1. Après la chute de l’Union soviétique en 1991, le gouvernement du président du régime iranien de l’époque, Ali Akbar Hachemi Rafsanjani, a reconnu les républiques qui se séparent de l’URSS. L’intention principale de Téhéran était de gagner de l’influence dans les nations musulmanes riverains de la mer Caspienne. Le régime iranien a poursuivi cette politique en sachant que la reconnaissance de ces républiques mettrait en danger la part de 50% de l’Iran dans la mer Caspienne.

2. Cela a rendu les nouvelles républiques encore plus audacieuses, poussant à signer de gros contrats avec des compagnies pétrolières américaines et européennes. Pendant le mandat du président Mohammad Khatami, les mollahs ont réalisé que leurs rivaux ne leur ont laissé aucun choix et ont accepté une proposition en renonçant à leur part de 50 % en acceptant seulement 20% de la Caspienne pour l’Iran.

3. Lorsque le président Mahmoud Ahmadinejad s’est rendu compte que leurs voisins du nord n’avaient laissé que 13 % de la mer Caspienne pour l’Iran, la théocratie iranienne a cédé à cette honte dans une tentative de sortir de l’isolement international dans lequel elle se trouvait.

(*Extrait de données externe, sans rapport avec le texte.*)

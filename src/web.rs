//! Browser host bindings (WASM only)
//!
//! A JS host engine drives the controller through this wrapper. Events
//! cross the boundary as JSON strings; the host deserializes each batch
//! and applies the commands to its scene graph and physics world.

use glam::Vec2;
use wasm_bindgen::prelude::*;

use crate::controller::Controller;
use crate::persistence::LocalStorageStore;
use crate::scene::{SceneAssets, SceneSpec};
use crate::sim::ContactBody;
use crate::WorldGeom;

/// One contact pair as posted by the host physics callback
#[derive(serde::Deserialize)]
struct ContactPair {
    a: ContactBody,
    b: ContactBody,
}

/// Set up panic reporting and console logging. Call once before
/// constructing a controller.
#[wasm_bindgen]
pub fn init() {
    console_error_panic_hook::set_once();
    let _ = console_log::init_with_level(log::Level::Info);
}

#[wasm_bindgen]
pub struct WebController {
    inner: Controller,
}

#[wasm_bindgen]
impl WebController {
    /// Build a controller for a `screen_w` x `screen_h` world, backed
    /// by LocalStorage for the best score.
    #[wasm_bindgen(constructor)]
    pub fn new(
        seed: u64,
        screen_w: f32,
        screen_h: f32,
        pipe_w: f32,
        bird_w: f32,
        bird_h: f32,
    ) -> WebController {
        let geom = WorldGeom::new(
            Vec2::new(screen_w, screen_h),
            pipe_w,
            Vec2::new(bird_w, bird_h),
        );
        WebController {
            inner: Controller::new(seed, geom, Box::new(LocalStorageStore::new())),
        }
    }

    /// Scene composition data for the attach-time build, as JSON
    pub fn scene_spec(
        &self,
        ground_tex_w: f32,
        ground_tex_h: f32,
        cloud_tex_w: f32,
        cloud_tex_h: f32,
    ) -> String {
        let assets = SceneAssets {
            ground_tex: Vec2::new(ground_tex_w, ground_tex_h),
            cloud_tex: Vec2::new(cloud_tex_w, cloud_tex_h),
        };
        let spec = SceneSpec::build(
            &self.inner.state.geom,
            &assets,
            self.inner.score_label(),
            self.inner.best_label(),
        );
        to_json(&spec)
    }

    /// Advance one fixed timestep; returns the event batch as JSON
    pub fn on_tick(&mut self, dt: f32) -> String {
        to_json(&self.inner.on_tick(dt))
    }

    /// Feed a physics contact: `pair_json` is `{"a": body, "b": body}`
    /// with `{"tag", "pos", "vel"}` bodies. Returns the event batch.
    pub fn on_contact(&mut self, pair_json: &str) -> String {
        match serde_json::from_str::<ContactPair>(pair_json) {
            Ok(pair) => to_json(&self.inner.on_contact(&pair.a, &pair.b)),
            Err(err) => {
                log::warn!("bad contact payload: {err}");
                "[]".to_string()
            }
        }
    }

    /// Primary input (tap); returns the event batch
    pub fn on_primary_input(&mut self) -> String {
        to_json(&self.inner.on_primary_input())
    }

    pub fn score_label(&self) -> String {
        self.inner.score_label()
    }

    pub fn best_label(&self) -> String {
        self.inner.best_label()
    }
}

fn to_json<T: serde::Serialize>(value: &T) -> String {
    serde_json::to_string(value).unwrap_or_else(|err| {
        log::error!("event serialization failed: {err}");
        "[]".to_string()
    })
}
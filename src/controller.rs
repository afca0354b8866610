//! Engine-facing controller
//!
//! Thin wrapper that owns the pure state machine plus the session
//! context (score board, storage handle) and wires them together: every
//! host callback goes through here, and best-score persistence hangs
//! off the event stream instead of being sprinkled through the sim.

use crate::persistence::KvStore;
use crate::scores::ScoreBoard;
use crate::sim::{self, ContactBody, GameEvent, GameState};
use crate::WorldGeom;

/// One controller per game session.
///
/// All context is passed in at construction; there are no process-wide
/// singletons behind this type.
pub struct Controller {
    pub state: GameState,
    scores: ScoreBoard,
    store: Box<dyn KvStore>,
}

impl Controller {
    pub fn new(seed: u64, geom: WorldGeom, store: Box<dyn KvStore>) -> Self {
        let scores = ScoreBoard::load(store.as_ref());
        log::info!("controller ready, seed {seed}");
        Self {
            state: GameState::new(seed, geom),
            scores,
            store,
        }
    }

    /// Fixed-timestep tick
    pub fn on_tick(&mut self, dt: f32) -> Vec<GameEvent> {
        sim::tick(&mut self.state, dt)
    }

    /// Physics contact callback
    pub fn on_contact(&mut self, a: &ContactBody, b: &ContactBody) -> Vec<GameEvent> {
        let (_, mut events) = sim::on_contact(&mut self.state, a, b);
        self.track_best(&mut events);
        events
    }

    /// Primary (tap/click/space) input
    pub fn on_primary_input(&mut self) -> Vec<GameEvent> {
        sim::primary_input(&mut self.state)
    }

    /// Current score label text
    pub fn score_label(&self) -> String {
        ScoreBoard::score_label(self.state.score)
    }

    /// Current best-score label text
    pub fn best_label(&self) -> String {
        self.scores.best_label()
    }

    pub fn best(&self) -> u32 {
        self.scores.best()
    }

    /// Append a `BestScoreChanged` event (and persist) whenever a score
    /// change in the batch strictly beats the best.
    fn track_best(&mut self, events: &mut Vec<GameEvent>) {
        let scored: Vec<u32> = events
            .iter()
            .filter_map(|e| match e {
                GameEvent::ScoreChanged { score } => Some(*score),
                _ => None,
            })
            .collect();
        for score in scored {
            if let Some(best) = self.scores.record(score, self.store.as_mut()) {
                events.push(GameEvent::BestScoreChanged { best });
            }
        }
    }
}

#[cfg(test)]
mod tests {
    use super::*;
    use crate::persistence::MemoryStore;
    use crate::scores::BEST_SCORE_KEY;
    use crate::sim::{BodyTag, ContactOutcome, GamePhase};
    use crate::consts::{SIM_DT, TERMINAL_ROLL_TICKS};
    use glam::Vec2;

    fn controller_with_best(best: i64) -> Controller {
        Controller::new(
            42,
            WorldGeom::new(Vec2::new(375.0, 667.0), 50.0, Vec2::new(34.0, 24.0)),
            Box::new(MemoryStore::with(BEST_SCORE_KEY, best)),
        )
    }

    fn bird() -> ContactBody {
        ContactBody::new(BodyTag::Bird, Vec2::new(75.0, 300.0), Vec2::new(0.0, -2.0))
    }

    fn gate() -> ContactBody {
        ContactBody::still(BodyTag::ScoreGate, Vec2::new(75.0, 333.5))
    }

    fn ground() -> ContactBody {
        ContactBody::still(BodyTag::Ground, Vec2::new(75.0, 20.0))
    }

    #[test]
    fn test_score_tracks_gate_contacts() {
        // Score equals the number of gate crossings since restart.
        let mut c = controller_with_best(0);
        for _ in 0..4 {
            c.on_contact(&bird(), &gate());
        }
        assert_eq!(c.state.score, 4);
        assert_eq!(c.score_label(), "Score:4");
    }

    #[test]
    fn test_best_written_only_on_improvement() {
        // Best starts at 5: scores 1..=5 are not improvements and
        // write nothing; 6 writes exactly once.
        let mut c = controller_with_best(5);

        for _ in 0..5 {
            let events = c.on_contact(&bird(), &gate());
            assert!(
                !events
                    .iter()
                    .any(|e| matches!(e, GameEvent::BestScoreChanged { .. }))
            );
        }
        assert_eq!(c.best(), 5);

        let events = c.on_contact(&bird(), &gate());
        assert!(events.contains(&GameEvent::BestScoreChanged { best: 6 }));
        assert_eq!(c.best(), 6);
        assert_eq!(c.best_label(), "Best Score:6");
    }

    #[test]
    fn test_best_survives_restart() {
        // Best carries over a crash/restart cycle; score resets.
        let mut c = controller_with_best(0);
        for _ in 0..3 {
            c.on_contact(&bird(), &gate());
        }
        assert_eq!(c.best(), 3);

        c.on_contact(&bird(), &ground());
        for _ in 0..TERMINAL_ROLL_TICKS {
            c.on_tick(SIM_DT);
        }
        let events = c.on_primary_input();
        assert!(events.contains(&GameEvent::ScoreChanged { score: 0 }));
        assert_eq!(c.state.score, 0);
        assert_eq!(c.best(), 3);
        assert_eq!(c.state.phase, GamePhase::Running);
    }

    #[test]
    fn test_no_scoring_while_down() {
        // Once down, gate contacts do nothing until a restart.
        let mut c = controller_with_best(0);
        c.on_contact(&bird(), &ground());
        let events = c.on_contact(&bird(), &gate());
        assert!(events.is_empty());
        assert_eq!(c.state.score, 0);

        // Classifier agrees
        let outcome = sim::classify(c.state.phase, &bird(), &gate());
        assert_eq!(outcome, ContactOutcome::Ignored);
    }

    #[test]
    fn test_labels_at_startup() {
        let c = controller_with_best(12);
        assert_eq!(c.score_label(), "Score:0");
        assert_eq!(c.best_label(), "Best Score:12");
    }
}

Le régime iranien a tout fait pour se maintenir au pouvoir : Une répression sans merci et l’étouffement de toutes les voix dissidentes et le gaspillage des milliards de dollars pour financer ses ingérences dans des pays étrangers et déclencher des bains de sang en Syrie, en Irak et au Yémen, et pour développer ses programmes d’armes nucléaires et de missiles balistiques.

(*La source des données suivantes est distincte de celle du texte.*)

//! One-time scene composition
//!
//! Declarative description of everything the host engine builds when
//! the game attaches to its display: physics gravity, background,
//! scrolling ground and cloud strips, score labels, and the bird.
//! Pipes are not here; they arrive later as `PipeSpawned` events.

use glam::Vec2;
use serde::{Deserialize, Serialize};

use crate::consts::*;
use crate::sim::{BIRD_COLLISION_MASK, BodyTag};
use crate::WorldGeom;

/// Sprite sizes for host-owned textures the layout depends on
#[derive(Debug, Clone, Copy, Serialize, Deserialize)]
pub struct SceneAssets {
    pub ground_tex: Vec2,
    pub cloud_tex: Vec2,
}

/// A horizontally tiled strip that loops leftward forever.
///
/// Tiles sit side by side starting at x = 0; each scrolls left one
/// texture width over `loop_secs`, then snaps back. The strip obeys
/// the global scroll rate.
#[derive(Debug, Clone, Serialize, Deserialize)]
pub struct TileStrip {
    pub tile_size: Vec2,
    /// Tiles needed to cover the screen with one spare on each side
    pub count: u32,
    /// Y of the tile centers
    pub y: f32,
    pub z: f32,
    pub loop_secs: f32,
    /// Physics category for static tile bodies; None for decor
    pub category: Option<u32>,
}

/// A text label the host keeps in sync with the score events
#[derive(Debug, Clone, Serialize, Deserialize)]
pub struct LabelSpec {
    pub text: String,
    /// Top-left anchored position
    pub pos: Vec2,
    pub z: f32,
}

/// The player's sprite and body
#[derive(Debug, Clone, Serialize, Deserialize)]
pub struct BirdSpec {
    pub pos: Vec2,
    /// Circular body radius (half the sprite height)
    pub radius: f32,
    pub category: u32,
    pub collision_mask: u32,
    pub contact_test: u32,
    /// Two-frame flap animation cadence
    pub frame_secs: f32,
    /// The body must not rotate from collisions; only the terminal
    /// roll rotates it
    pub rotation_locked: bool,
}

/// Everything the host instantiates on attach
#[derive(Debug, Clone, Serialize, Deserialize)]
pub struct SceneSpec {
    /// World gravity for the host physics
    pub gravity: Vec2,
    /// Sky color, linear RGBA
    pub sky_color: [f32; 4],
    pub ground: TileStrip,
    pub clouds: TileStrip,
    pub score_label: LabelSpec,
    pub best_label: LabelSpec,
    pub bird: BirdSpec,
}

impl SceneSpec {
    /// Compose the scene for the given screen and textures.
    ///
    /// `score_text`/`best_text` are the initial label strings (current
    /// score is 0 at attach, best comes from storage).
    pub fn build(
        geom: &WorldGeom,
        assets: &SceneAssets,
        score_text: String,
        best_text: String,
    ) -> Self {
        let screen = geom.screen;
        Self {
            gravity: Vec2::new(WORLD_GRAVITY.0, WORLD_GRAVITY.1),
            sky_color: [0.15, 0.75, 0.90, 1.0],
            ground: TileStrip {
                tile_size: assets.ground_tex,
                count: tiles_to_cover(screen.x, assets.ground_tex.x),
                y: assets.ground_tex.y / 2.0,
                z: 0.0,
                loop_secs: GROUND_LOOP_SECS,
                category: Some(BodyTag::Ground.bit()),
            },
            clouds: TileStrip {
                tile_size: assets.cloud_tex,
                count: tiles_to_cover(screen.x, assets.cloud_tex.x),
                y: screen.y - assets.cloud_tex.y / 2.0,
                z: -100.0,
                loop_secs: CLOUD_LOOP_SECS,
                category: None,
            },
            score_label: LabelSpec {
                text: score_text,
                pos: Vec2::new(10.0, screen.y - 30.0),
                z: 100.0,
            },
            best_label: LabelSpec {
                text: best_text,
                pos: Vec2::new(10.0, screen.y - 60.0),
                z: 100.0,
            },
            bird: BirdSpec {
                pos: geom.bird_start(),
                radius: geom.bird_size.y / 2.0,
                category: BodyTag::Bird.bit(),
                collision_mask: BIRD_COLLISION_MASK,
                contact_test: BIRD_COLLISION_MASK,
                frame_secs: FLAP_FRAME_SECS,
                rotation_locked: true,
            },
        }
    }
}

/// Tiles needed so the strip never shows a seam while looping
fn tiles_to_cover(screen_w: f32, tile_w: f32) -> u32 {
    2 + (screen_w / tile_w).ceil() as u32
}

#[cfg(test)]
mod tests {
    use super::*;

    fn spec() -> SceneSpec {
        let geom = WorldGeom::new(Vec2::new(375.0, 667.0), 50.0, Vec2::new(34.0, 24.0));
        let assets = SceneAssets {
            ground_tex: Vec2::new(168.0, 56.0),
            cloud_tex: Vec2::new(168.0, 84.0),
        };
        SceneSpec::build(&geom, &assets, "Score:0".into(), "Best Score:5".into())
    }

    #[test]
    fn test_strips_cover_screen_with_margin() {
        let s = spec();
        // Coverage must exceed one screen plus one tile so the loop
        // reset never exposes the edge
        let covered = s.ground.count as f32 * s.ground.tile_size.x;
        assert!(covered >= 375.0 + 2.0 * s.ground.tile_size.x);
        assert_eq!(s.ground.count, 2 + 3); // ceil(375/168) = 3
    }

    #[test]
    fn test_layering() {
        let s = spec();
        assert!(s.clouds.z < s.ground.z);
        assert!(s.score_label.z > s.ground.z);
        assert!(s.clouds.category.is_none());
        assert_eq!(s.ground.category, Some(BodyTag::Ground.bit()));
    }

    #[test]
    fn test_bird_spec() {
        let s = spec();
        assert!((s.bird.pos.x - 75.0).abs() < 0.001);
        assert!((s.bird.pos.y - 466.9).abs() < 0.1);
        assert!((s.bird.radius - 12.0).abs() < 0.001);
        assert!(s.bird.rotation_locked);
        assert_eq!(s.bird.collision_mask, BIRD_COLLISION_MASK);
    }

    #[test]
    fn test_label_positions() {
        let s = spec();
        assert_eq!(s.score_label.pos, Vec2::new(10.0, 637.0));
        assert_eq!(s.best_label.pos, Vec2::new(10.0, 607.0));
        assert_eq!(s.best_label.text, "Best Score:5");
    }

    #[test]
    fn test_spec_serializes() {
        let s = spec();
        let json = serde_json::to_string(&s).expect("scene spec to JSON");
        assert!(json.contains("\"gravity\""));
        assert!(json.contains("Best Score:5"));
    }
}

En cédant des droits de l’Iran sur la Mer Caspienne, ce régime cherche maintenant l’appui politique du Nord pour faire face à son isolement international croissant.

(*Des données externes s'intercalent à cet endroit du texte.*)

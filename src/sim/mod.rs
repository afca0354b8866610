//! Deterministic game state machine
//!
//! All gameplay decisions live here. This module must be pure and
//! deterministic:
//! - Fixed timestep only
//! - Seeded RNG only
//! - No rendering, physics, or platform dependencies
//!
//! Each entry point is a function of (state, event) that mutates the
//! state and returns the `GameEvent` commands for the host engine.

pub mod contact;
pub mod gap;
pub mod spawn;
pub mod state;
pub mod tick;

pub use contact::{ContactOutcome, classify, on_contact};
pub use gap::gap_center;
pub use spawn::spawn_pipe;
pub use state::{
    BIRD_COLLISION_MASK, BIRD_CRASHED_COLLISION_MASK, BodySpec, BodyTag, ContactBody, ContactSide,
    GameEvent, GamePhase, GameState, Pipe, PipePlacement,
};
pub use tick::{primary_input, restart, tick};
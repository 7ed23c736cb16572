use serde::{Deserialize, Serialize};
use uuid::Uuid;

use super::ant::{AntRole, DeathCause};

/// Outbound event reported by the simulation. The presentation layer may
/// visualize these; the core never depends on the result.
#[derive(Debug, Clone, Serialize, Deserialize)]
pub enum SimEvent {
    AntSpawned {
        id: Uuid,
        role: AntRole,
    },
    AntDied {
        id: Uuid,
        cause: DeathCause,
        x: f64,
        y: f64,
    },
    CorpseCollected {
        id: u64,
    },
    FoodDepleted {
        id: u64,
        x: f64,
        y: f64,
    },
    FoodSeeded {
        id: u64,
        x: f64,
        y: f64,
    },
    QueenDesignated {
        id: Uuid,
    },
    QueenFlightStarted,
    EggsLaid {
        count: u32,
    },
    GenerationAdvanced {
        generation: u32,
    },
    ReliefIssued {
        energy: f64,
    },
    AttackStarted,
    AttackEnded,
    TermiteSpawned {
        id: u64,
    },
    TermiteSlain {
        id: u64,
    },
    RainStarted,
    RainEnded,
    PuddleFormed {
        id: u64,
        x: f64,
        y: f64,
    },
}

En février 1828, Le traité de Turcomanchay a mis fin à la guerre russo-perse (1826-28). En vertu de cet accord, la souveraineté de l’Iran était limitée à la partie sud de la mer Caspienne et un total de 250.000 km² de terres iraniennes ont été annexés par la Russie. L’Iran perdit des territoires septentrionaux (majoritairement peuplés d’Arméniens et d’Azéris) au profit de l’Empire russe. Le traité d’Aktaou a tout d’un second Turcomanchay.